Personal information
- Full name: Kevin Omar Wickham
- Born: 19 March 2003 (age 23) Barbados
- Batting: Right-handed
- Bowling: Right-arm off-break
- Role: Top order batter

Domestic team information
- 2022–present: West Indies Academy
- 2023–present: Barbados
- 2023–2024: Barbados Royals
- 2025–present: Antigua and Barbuda Falcons

Career statistics
| Competition | FC | LA | T20 |
| Matches | 21 | 29 | 7 |
| Runs scored | 1079 | 714 | 84 |
| Batting average | 34.80 | 31.04 | 14.00 |
| 100s/50s | 3/4 | 1/2 | 0/0 |
| Top score | 139 | 118 | 26 |
| Balls bowled | 343 | 604 | 0 |
| Wickets | 5 | 15 | 0 |
| Bowling average | 44.00 | 34.20 | – |
| 5 wickets in innings | 0 | 0 | 0 |
| 10 wickets in match | 0 | 0 | 0 |
| Best bowling | 2/26 | 3/42 | – |
| Catches/stumpings | 12/– | 14/– | 1/– |
- Source: ESPNcricinfo, 31 December 2025

= Kevin Wickham (cricketer) =

West Indian cricketer

Kevin Omar Wickham (born 19 March 2003) is a West Indian cricketer, who is a right-handed top order batsman.
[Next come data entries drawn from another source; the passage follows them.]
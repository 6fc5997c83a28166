//! Route handlers
//!
//! - [`export`] — ticket comment export form
//! - [`system`] — health and OpenAPI

use serde::{Deserialize, Serialize};
use utoipa::ToSchema;

mod export;
mod system;

pub use export::*;
pub use system::*;

/// Form fields of `POST /export`
///
/// Field names match the HTML form that submits them. Every field is optional at
/// the decoding stage; which ones are required depends on `loginMode` and
/// `genOptions` and is checked when the form is turned into an export request.
#[derive(Debug, Default, Clone, Deserialize, Serialize, ToSchema)]
pub struct ExportForm {
    /// `apiLogin` or `emailLogin`
    #[serde(rename = "loginMode")]
    pub login_mode: Option<String>,
    /// Helpdesk subdomain, e.g. `acme` for acme.freshdesk.com
    pub domain: Option<String>,
    /// API key (apiLogin)
    #[serde(rename = "apiKey")]
    pub api_key: Option<String>,
    /// Agent email (emailLogin)
    pub id: Option<String>,
    /// Agent password (emailLogin)
    pub password: Option<String>,
    /// `sequential` or `random`
    #[serde(rename = "genOptions")]
    pub gen_options: Option<String>,
    /// Lowest ticket ID, inclusive
    #[serde(rename = "minTicket")]
    pub min_ticket: Option<String>,
    /// Highest ticket ID, inclusive
    #[serde(rename = "maxTicket")]
    pub max_ticket: Option<String>,
    /// Number of random tickets (random)
    #[serde(rename = "generateNum")]
    pub generate_num: Option<String>,
}

/// Accepted values of `loginMode`
#[derive(Debug, Clone, Copy, PartialEq, Eq, Deserialize, Serialize, ToSchema)]
pub enum LoginMode {
    /// Authenticate with an API key
    #[serde(rename = "apiLogin")]
    ApiLogin,
    /// Authenticate with agent email and password
    #[serde(rename = "emailLogin")]
    EmailLogin,
}

impl std::str::FromStr for LoginMode {
    type Err = String;

    fn from_str(s: &str) -> Result<Self, Self::Err> {
        match s {
            "apiLogin" => Ok(LoginMode::ApiLogin),
            "emailLogin" => Ok(LoginMode::EmailLogin),
            other => Err(format!(
                "unknown login mode {other:?}, expected apiLogin or emailLogin"
            )),
        }
    }
}

/// Accepted values of `genOptions`
#[derive(Debug, Clone, Copy, PartialEq, Eq, Deserialize, Serialize, ToSchema)]
#[serde(rename_all = "lowercase")]
pub enum GenOption {
    /// Every ticket between minTicket and maxTicket
    Sequential,
    /// generateNum distinct tickets between minTicket and maxTicket
    Random,
}

impl std::str::FromStr for GenOption {
    type Err = String;

    fn from_str(s: &str) -> Result<Self, Self::Err> {
        match s {
            "sequential" => Ok(GenOption::Sequential),
            "random" => Ok(GenOption::Random),
            other => Err(format!(
                "unknown generation option {other:?}, expected sequential or random"
            )),
        }
    }
}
He plays for Barbados national cricket team, having previously represented the West Indies under-19 cricket team.

== Early career ==
In January 2022, Wickham was named in the West Indies' squad as a replacement player for the 2022 Under-19 Men's Cricket World Cup. He received training at the West Indies Academy prior to his regional cricket debut. In July 2022, he was also selected for the CWI Emerging Players' Academy.

== Domestic career ==
He made his List A debut for West Indies Academy on 29 October 2022, against Leeward Islands in the 2022–23 Super50 Cup. In January 2023, he was selected to play for Barbados Pride in the 2022–23 West Indies Championship. He made his first-class debut for Barbados on 8 February 2023, against Jamaica. In April 2023, he was named in West Indies Academy's squad for the inaugural 2023 Headley Weekes Tri-Series. On 28 April 2023, he scored his maiden century in first-class cricket, against Team Weekes. In August 2023, he was picked by Barbados Royals following the players' draft to play for them in the 2023 Caribbean Premier League. He made his Twenty20 debut on 17 August 2023, against Saint Lucia Kings.

== International career ==
In November 2023, Wickham was named in West Indies Academy's squad for their first-class and List A series against Emerging Ireland. During the third innings of the second first-class match, he remained unbeaten scoring 105 runs, leading CWI Academy to a massive win over Emerging Ireland by 432 runs.